Trout fishing is not for the impatient. Whether you come to trout fishing, especially fly-fishing, with the requisite patience, or it teaches it to you, I'm not certain. But I am certain that the legendary fly-fishermen have it. I am also certain that patience doesn't guarantee success. Or else I would do better.

John Voelker must have been a patient man. He knew what it took to catch a brook trout with a fly and he was good at it. He also knew how to write about it, which he did with great skill and precision, as if casting a fly to a wary trout. In fact, he was famous for his writing, at least in fly-fishing circles, where he has achieved the status of a legend.

Voelker is probably better known to the general population by his pen name, Robert Traver, under which he wrote the 1950s best seller, Anatomy of A Murder, which in turn was made into an award-winning movie of the same name. (But for a little movie called Ben Hur in 1959, Anatomy of A Murder might have been one of the biggest Academy Award-winning movies of all time.)
He also was well known in Michigan as a Supreme Court Justice, but he gave it all up in his prime to fish and to write. "To paraphrase a deceased patriot," he said, "I regret that I have but one life to give to my fly-fishing."

Voelker, a simple man with a quick wit and a love for nature and a good drink, would have turned 100 at the end of June. He died in 1991. A new book by photographer Ed Wargin and writer James McCullough, both near-Petoskey, Michigan, residents, celebrates his life by exploring his secret fishing hole somewhere in the middle of michigan's Upper Peninsula.

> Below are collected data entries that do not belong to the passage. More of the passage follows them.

//! Strongly-typed identifiers used across the catalog.

use core::str::FromStr;
use serde::{Deserialize, Serialize};
use uuid::Uuid;

use crate::error::DomainError;

/// Identifier of a tenant (multi-tenant boundary).
#[derive(Debug, Copy, Clone, PartialEq, Eq, Hash, PartialOrd, Ord, Serialize, Deserialize)]
#[serde(transparent)]
pub struct TenantId(Uuid);

/// Identifier of a user (actor identity, used for audit fields).
#[derive(Debug, Copy, Clone, PartialEq, Eq, Hash, Serialize, Deserialize)]
#[serde(transparent)]
pub struct UserId(Uuid);

/// Identifier of a catalog entity (product or category).
///
/// Ids are never reused: a soft-deleted entity stays deleted and a recreated
/// entity gets a fresh id.
#[derive(Debug, Copy, Clone, PartialEq, Eq, Hash, PartialOrd, Ord, Serialize, Deserialize)]
#[serde(transparent)]
pub struct EntityId(Uuid);

macro_rules! impl_uuid_newtype {
    ($t:ty, $name:literal) => {
        impl $t {
            /// Create a new identifier.
            ///
            /// Uses UUIDv7 (time-ordered). Prefer passing IDs explicitly in tests
            /// for determinism.
            pub fn new() -> Self {
                Self(Uuid::now_v7())
            }

            pub fn from_uuid(uuid: Uuid) -> Self {
                Self(uuid)
            }

            pub fn as_uuid(&self) -> &Uuid {
                &self.0
            }
        }

        impl Default for $t {
            fn default() -> Self {
                Self::new()
            }
        }

        impl core::fmt::Display for $t {
            fn fmt(&self, f: &mut core::fmt::Formatter<'_>) -> core::fmt::Result {
                core::fmt::Display::fmt(&self.0, f)
            }
        }

        impl From<Uuid> for $t {
            fn from(value: Uuid) -> Self {
                Self(value)
            }
        }

        impl From<$t> for Uuid {
            fn from(value: $t) -> Self {
                value.0
            }
        }

        impl FromStr for $t {
            type Err = DomainError;

            fn from_str(s: &str) -> Result<Self, Self::Err> {
                let uuid = Uuid::from_str(s)
                    .map_err(|e| DomainError::invalid_id(format!("{}: {}", $name, e)))?;
                Ok(Self(uuid))
            }
        }
    };
}

impl_uuid_newtype!(TenantId, "TenantId");
impl_uuid_newtype!(UserId, "UserId");
impl_uuid_newtype!(EntityId, "EntityId");

impl TenantId {
    /// The nil tenant stands for "no tenant context" and is rejected by every
    /// tenant-scoped query.
    pub fn is_nil(&self) -> bool {
        self.0.is_nil()
    }
}
//! Event publishing: durable outbox, in-order delivery, relay.
//!
//! ```text
//! stage(event) ───► outbox (transactional with the commit on Postgres)
//! deliver(tenant) ─ send oldest first, ack each ─┬─ drained ───► Sent
//!                                                └─ failure ───► Outboxed
//! replay_outbox(batch) ── deliver every pending tenant, at most `batch` each
//! ```

pub mod outbox;
pub mod publisher;
#[cfg(feature = "redis")]
pub mod redis_streams;

pub use outbox::{InMemoryOutbox, OutboxEntry, OutboxError, OutboxStore, PostgresOutbox};
pub use publisher::{EventPublisher, RelayReport};
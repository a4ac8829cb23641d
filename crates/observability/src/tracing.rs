//! Tracing/logging initialization.
//!
//! JSON lines by default, filtered through `RUST_LOG` (default `info`).
//! Set `CATALOG_LOG_FORMAT=pretty` for human-readable output during local runs.

use tracing_subscriber::EnvFilter;

/// Output format of the process-wide subscriber.
#[derive(Debug, Copy, Clone, PartialEq, Eq)]
pub enum LogFormat {
    Json,
    Pretty,
}

impl LogFormat {
    /// Read `CATALOG_LOG_FORMAT`. Anything other than `pretty` means JSON.
    pub fn from_env() -> Self {
        Self::parse(std::env::var("CATALOG_LOG_FORMAT").ok().as_deref())
    }

    fn parse(value: Option<&str>) -> Self {
        match value.map(str::trim) {
            Some(v) if v.eq_ignore_ascii_case("pretty") => LogFormat::Pretty,
            _ => LogFormat::Json,
        }
    }
}

/// Initialize tracing/logging for the process.
///
/// Safe to call multiple times (subsequent calls are no-ops).
pub fn init() {
    init_with(LogFormat::from_env());
}

pub fn init_with(format: LogFormat) {
    let filter = EnvFilter::try_from_default_env()
        .unwrap_or_else(|_| EnvFilter::new("info"));

    let _ = match format {
        LogFormat::Json => tracing_subscriber::fmt()
            .with_env_filter(filter)
            .json()
            .with_timer(tracing_subscriber::fmt::time::SystemTime)
            .with_target(false)
            .try_init(),
        LogFormat::Pretty => tracing_subscriber::fmt()
            .with_env_filter(filter)
            .pretty()
            .try_init(),
    };
}
//! Out-of-band half of the catalog sync engine: outbox relay, dead-letter
//! replay and search reconciliation. Serves Prometheus metrics on
//! `CATALOG_METRICS_ADDR` (default `0.0.0.0:9091`).

use std::future::IntoFuture;
use std::path::PathBuf;
use std::sync::Arc;

use anyhow::Context;
use axum::extract::State;
use axum::http::StatusCode;
use axum::response::IntoResponse;
use axum::routing::get;
use axum::Router;
use sqlx::postgres::PgPoolOptions;
use tokio::sync::oneshot;
use tracing::{error, info, warn};

use marketplace_events::{EventTransport, InMemoryEventBus};
use marketplace_infra::engine::Backends;
use marketplace_infra::workers::Sweeper;
use marketplace_infra::{SyncConfig, SyncEngine, db};

#[cfg(feature = "redis")]
async fn transport() -> anyhow::Result<Arc<dyn EventTransport>> {
    use marketplace_infra::publishing::redis_streams::RedisStreamsTransport;

    match std::env::var("REDIS_URL") {
        Ok(url) => {
            let streams = RedisStreamsTransport::connect(&url, None)
                .await
                .context("failed to connect to Redis Streams")?;
            Ok(Arc::new(streams))
        }
        Err(_) => {
            warn!("REDIS_URL not set; events stay in-process");
            Ok(Arc::new(InMemoryEventBus::new()))
        }
    }
}

#[cfg(not(feature = "redis"))]
async fn transport() -> anyhow::Result<Arc<dyn EventTransport>> {
    warn!("built without the redis feature; events stay in-process");
    Ok(Arc::new(InMemoryEventBus::new()))
}

#[cfg(feature = "redis")]
async fn shared_cache(backends: &mut Backends) -> anyhow::Result<()> {
    use marketplace_infra::cache::redis::{RedisCache, RedisVersionCounters};

    if let Ok(url) = std::env::var("REDIS_URL") {
        backends.cache = Arc::new(RedisCache::connect(&url).await.context("failed to connect Redis cache")?);
        backends.counters = Arc::new(
            RedisVersionCounters::connect(&url)
                .await
                .context("failed to connect Redis version counters")?,
        );
    }
    Ok(())
}

#[cfg(not(feature = "redis"))]
async fn shared_cache(_backends: &mut Backends) -> anyhow::Result<()> {
    Ok(())
}

async fn build_engine(config: SyncConfig) -> anyhow::Result<SyncEngine> {
    let Ok(database_url) = std::env::var("DATABASE_URL") else {
        warn!("DATABASE_URL not set; running on in-memory backends");
        return Ok(SyncEngine::in_memory(config).0);
    };

    let pool = PgPoolOptions::new()
        .max_connections(10)
        .connect(&database_url)
        .await
        .context("failed to connect to Postgres")?;
    db::migrate(&pool).await.context("failed to apply schema")?;

    let mut backends = Backends::postgres(pool, transport().await?);
    shared_cache(&mut backends).await?;
    Ok(SyncEngine::assemble(config, backends))
}

const DEFAULT_METRICS_ADDR: &str = "0.0.0.0:9091";

async fn metrics(State(engine): State<Arc<SyncEngine>>) -> impl IntoResponse {
    match engine.metrics().render() {
        Ok(body) => (StatusCode::OK, body),
        Err(e) => {
            error!(error = %e, "failed to encode metrics");
            (StatusCode::INTERNAL_SERVER_ERROR, format!("failed to encode metrics: {e}"))
        }
    }
}

fn metrics_router(engine: Arc<SyncEngine>) -> Router {
    Router::new().route("/metrics", get(metrics)).with_state(engine)
}

#[tokio::main]
async fn main() -> anyhow::Result<()> {
    marketplace_observability::init();

    let config_path = std::env::var_os("CATALOG_CONFIG").map(PathBuf::from);
    let config = SyncConfig::load(config_path.as_deref()).context("invalid sync configuration")?;
    info!(
        dispatch = ?config.dispatch,
        relay_interval_ms = config.relay_interval_ms,
        reconcile_interval_secs = config.reconcile_interval_secs,
        "starting sync worker"
    );

    let engine = Arc::new(build_engine(config).await?);
    let sweeper = Sweeper::spawn(engine.clone());

    let metrics_addr = std::env::var("CATALOG_METRICS_ADDR").unwrap_or_else(|_| DEFAULT_METRICS_ADDR.to_string());
    let listener = tokio::net::TcpListener::bind(&metrics_addr)
        .await
        .with_context(|| format!("failed to bind metrics listener on {metrics_addr}"))?;
    info!(addr = %metrics_addr, "metrics available");
    let (stop_metrics, metrics_stopped) = oneshot::channel::<()>();
    let server = tokio::spawn(
        axum::serve(listener, metrics_router(engine.clone())).with_graceful_shutdown(async {
            let _ = metrics_stopped.await;
        })
        .into_future(),
    );

    tokio::signal::ctrl_c().await.context("failed to listen for ctrl-c")?;
    info!("shutdown requested");

    sweeper.shutdown().await;
    engine.shutdown().await;
    let _ = stop_metrics.send(());
    match server.await {
        Ok(Ok(())) => {}
        Ok(Err(e)) => warn!(error = %e, "metrics server stopped with an error"),
        Err(e) => warn!(error = %e, "metrics server task failed"),
    }
    info!(metrics = ?engine.metrics().snapshot(), "sync worker stopped");
    Ok(())
}

#[cfg(test)]
mod tests {
    use super::*;

    #[tokio::test]
    async fn metrics_route_serves_text_exposition() {
        let (engine, _backends) = SyncEngine::in_memory(SyncConfig::default());
        let engine = Arc::new(engine);
        engine.metrics().write_conflict();

        let response = metrics(State(engine)).await.into_response();
        assert_eq!(response.status(), StatusCode::OK);

        let body = axum::body::to_bytes(response.into_body(), usize::MAX).await.unwrap();
        let text = String::from_utf8(body.to_vec()).unwrap();
        assert!(text.contains("catalog_sync_write_conflicts_total 1"));
    }
}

Wargin's photos are crisp and clean, simple and celebrative at the same time. They seem to catch Voelker's demeanor as they show his favorite places and things, his secret pond, his fly rods, flies, and reels, his small, rustic cabin. A display of Wargin's photos at the Peter White Public Library in Marquette in June was impressive, but had nothing on the book, which seems better with each reading.

Part of the book's charm is the writing of McCullough, who now teaches English and education at North Central Michigan College in Petoskey. As a 15-year-old, McCullough had the chance to meet and fish with Voelker at his secret camp, and he uses that event, and his own fly-fishing experience, to infuse his narrative with an understanding of Voelker's take on life and living. This is fine reading and will make any non-fishing day a better one.

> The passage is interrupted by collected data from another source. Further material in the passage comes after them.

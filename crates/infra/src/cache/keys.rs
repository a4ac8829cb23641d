//! Cache key layout.

use std::fmt;

use marketplace_catalog::{ListFilter, SearchQuery};
use marketplace_core::{EntityId, EntityType, TenantId};

/// A fully-qualified cache key. Every variant embeds the tenant id.
#[derive(Debug, Clone, PartialEq, Eq, Hash)]
pub struct CacheKey(String);

impl CacheKey {
    /// `{type}:{tenant}:{id}`
    pub fn detail(tenant_id: TenantId, entity_type: EntityType, id: EntityId) -> Self {
        Self(format!("{}:{}:{}", entity_type.as_str(), tenant_id, id))
    }

    /// `{plural}:{tenant}:{filterHash}:v{counter}`
    pub fn collection(
        tenant_id: TenantId,
        entity_type: EntityType,
        filter: &ListFilter,
        counter: u64,
    ) -> Self {
        Self(format!(
            "{}:{}:{}:v{}",
            plural(entity_type),
            tenant_id,
            filter.filter_hash(entity_type),
            counter
        ))
    }

    /// `search:{tenant}:{queryHash}:v{productCounter}.{categoryCounter}`
    ///
    /// A search can return either entity type, so its key moves with both
    /// counters.
    pub fn search(tenant_id: TenantId, query: &SearchQuery, counters: (u64, u64)) -> Self {
        Self(format!(
            "search:{}:{}:v{}.{}",
            tenant_id,
            query.query_hash(),
            counters.0,
            counters.1
        ))
    }

    pub fn as_str(&self) -> &str {
        &self.0
    }

    /// Whether this key belongs to `tenant_id`.
    pub fn is_scoped_to(&self, tenant_id: TenantId) -> bool {
        self.0.split(':').nth(1) == Some(tenant_id.to_string().as_str())
    }
}

fn plural(entity_type: EntityType) -> &'static str {
    match entity_type {
        EntityType::Product => "products",
        EntityType::Category => "categories",
    }
}

impl fmt::Display for CacheKey {
    fn fmt(&self, f: &mut fmt::Formatter<'_>) -> fmt::Result {
        f.write_str(&self.0)
    }
}
//! Prometheus counters for cache, side-effect and outbox activity.
//!
//! Post-commit failures are never surfaced to the writer, so these counters
//! are the only place a degraded downstream shows up besides the logs.
//!
//! Each [`SyncMetrics`] owns its own [`Registry`]; [`SyncMetrics::render`]
//! produces the text exposition format for a `/metrics` endpoint.

use std::fmt;

use prometheus::{Encoder, IntCounter, IntCounterVec, Opts, Registry, TextEncoder};
use serde::Serialize;

/// Metric name prefix.
const PREFIX: &str = "catalog_sync";

pub struct SyncMetrics {
    registry: Registry,
    /// `outcome`: hit, miss, timeout
    cache_requests: IntCounterVec,
    /// `effect`: side effect name; `outcome`: succeeded, retried, dead_lettered
    side_effects: IntCounterVec,
    /// `stage`: enqueued, relayed
    outbox_events: IntCounterVec,
    write_conflicts: IntCounter,
}

/// Point-in-time totals of [`SyncMetrics`], summed over effect labels.
#[derive(Debug, Clone, Copy, Default, PartialEq, Eq, Serialize)]
pub struct MetricsSnapshot {
    pub cache_hits: u64,
    pub cache_misses: u64,
    pub cache_timeouts: u64,
    pub side_effects_succeeded: u64,
    pub side_effect_retries: u64,
    pub dead_letters: u64,
    pub outbox_enqueued: u64,
    pub outbox_relayed: u64,
    pub write_conflicts: u64,
}

impl SyncMetrics {
    /// Build and register every counter.
    ///
    /// # Panics
    ///
    /// Only if the static metric definitions below are invalid.
    pub fn new() -> Self {
        Self::try_new().expect("static metric definitions are valid")
    }

    pub fn try_new() -> prometheus::Result<Self> {
        let registry = Registry::new();

        let cache_requests = IntCounterVec::new(
            Opts::new(format!("{PREFIX}_cache_requests_total"), "Cache lookups by outcome"),
            &["outcome"],
        )?;
        let side_effects = IntCounterVec::new(
            Opts::new(
                format!("{PREFIX}_side_effects_total"),
                "Post-commit side effect attempts by effect and outcome",
            ),
            &["effect", "outcome"],
        )?;
        let outbox_events = IntCounterVec::new(
            Opts::new(format!("{PREFIX}_outbox_events_total"), "Events entering and leaving the outbox"),
            &["stage"],
        )?;
        let write_conflicts = IntCounter::with_opts(Opts::new(
            format!("{PREFIX}_write_conflicts_total"),
            "Writes rejected on a version mismatch",
        ))?;

        registry.register(Box::new(cache_requests.clone()))?;
        registry.register(Box::new(side_effects.clone()))?;
        registry.register(Box::new(outbox_events.clone()))?;
        registry.register(Box::new(write_conflicts.clone()))?;

        Ok(Self {
            registry,
            cache_requests,
            side_effects,
            outbox_events,
            write_conflicts,
        })
    }

    pub fn registry(&self) -> &Registry {
        &self.registry
    }

    pub fn cache_hit(&self) {
        self.cache_requests.with_label_values(&["hit"]).inc();
    }

    pub fn cache_miss(&self) {
        self.cache_requests.with_label_values(&["miss"]).inc();
    }

    pub fn cache_timeout(&self) {
        self.cache_requests.with_label_values(&["timeout"]).inc();
    }

    pub fn side_effect_succeeded(&self, effect: &str) {
        self.side_effects.with_label_values(&[effect, "succeeded"]).inc();
    }

    pub fn side_effect_retried(&self, effect: &str) {
        self.side_effects.with_label_values(&[effect, "retried"]).inc();
    }

    pub fn dead_lettered(&self, effect: &str) {
        self.side_effects.with_label_values(&[effect, "dead_lettered"]).inc();
    }

    pub fn outbox_enqueued(&self) {
        self.outbox_events.with_label_values(&["enqueued"]).inc();
    }

    pub fn outbox_relayed(&self, n: u64) {
        self.outbox_events.with_label_values(&["relayed"]).inc_by(n);
    }

    pub fn write_conflict(&self) {
        self.write_conflicts.inc();
    }

    /// Count for one `(effect, outcome)` pair.
    pub fn side_effects(&self, effect: &str, outcome: &str) -> u64 {
        self.side_effects.with_label_values(&[effect, outcome]).get()
    }

    fn side_effect_total(&self, outcome: &str) -> u64 {
        let name = format!("{PREFIX}_side_effects_total");
        self.registry
            .gather()
            .iter()
            .filter(|family| family.get_name() == name)
            .flat_map(|family| family.get_metric())
            .filter(|metric| {
                metric
                    .get_label()
                    .iter()
                    .any(|label| label.get_name() == "outcome" && label.get_value() == outcome)
            })
            .map(|metric| metric.get_counter().get_value() as u64)
            .sum()
    }

    pub fn snapshot(&self) -> MetricsSnapshot {
        MetricsSnapshot {
            cache_hits: self.cache_requests.with_label_values(&["hit"]).get(),
            cache_misses: self.cache_requests.with_label_values(&["miss"]).get(),
            cache_timeouts: self.cache_requests.with_label_values(&["timeout"]).get(),
            side_effects_succeeded: self.side_effect_total("succeeded"),
            side_effect_retries: self.side_effect_total("retried"),
            dead_letters: self.side_effect_total("dead_lettered"),
            outbox_enqueued: self.outbox_events.with_label_values(&["enqueued"]).get(),
            outbox_relayed: self.outbox_events.with_label_values(&["relayed"]).get(),
            write_conflicts: self.write_conflicts.get(),
        }
    }

    /// Prometheus text exposition of every counter.
    pub fn render(&self) -> prometheus::Result<String> {
        let mut buffer = Vec::new();
        TextEncoder::new().encode(&self.registry.gather(), &mut buffer)?;
        String::from_utf8(buffer).map_err(|e| prometheus::Error::Msg(format!("exposition is not utf-8: {e}")))
    }
}

impl Default for SyncMetrics {
    fn default() -> Self {
        Self::new()
    }
}

impl fmt::Debug for SyncMetrics {
    fn fmt(&self, f: &mut fmt::Formatter<'_>) -> fmt::Result {
        f.debug_struct("SyncMetrics").field("totals", &self.snapshot()).finish()
    }
}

Voelker probably wouldn't have been too keen about all the hoopla surrounding his birthday. I suspect he rather would have been fishing. But he would have been patient. And he would have liked this book. And anyone who has found peace on a stream will like it, too.


5 out of 5 stars A Fly Fisherman's Walden - A Tribute to Traver   June 15, 2003
 3 out of 3 found this review helpful

While focusing on the legacy of Robert Traver, a famous Michigan statesman, novelist, and fisherman, this book manages to also capture the soul and unique philosophies of fly fishermen everywhere. Wonderfully photographed throughout the book, James McCullough, through his series of essays, recounts his memories as a young man meeting the famous Traver on Voelker's Pond and his experiences years later returning to the pond after Traver passed on. Simply a peaceful and entertaining book to read through, with glimpses of the secret solitude of the fly fisherman's world with lessons of life that extend beyond the rod and pond.


5 out of 5 stars Breathtaking Photography!   June 11, 2003
 7 out of 7 found this review helpful

This book is an amazing delight for those who love fly fishing, as well as those who simply love Michigan, great photography, and beautiful hidden places of nature. I learned things I didn't know about John Voelker, who wrote under the pen name Robert Traver, and through the stunning images, I felt as if I were right there at his beloved pond, fishing with him, something many of us flyfisherman have dreamt about for years. This books gives that dream new meaning. Thank you Mr. Wargin and Mr. McCullough, for capturing this place so beautifully!!!!!!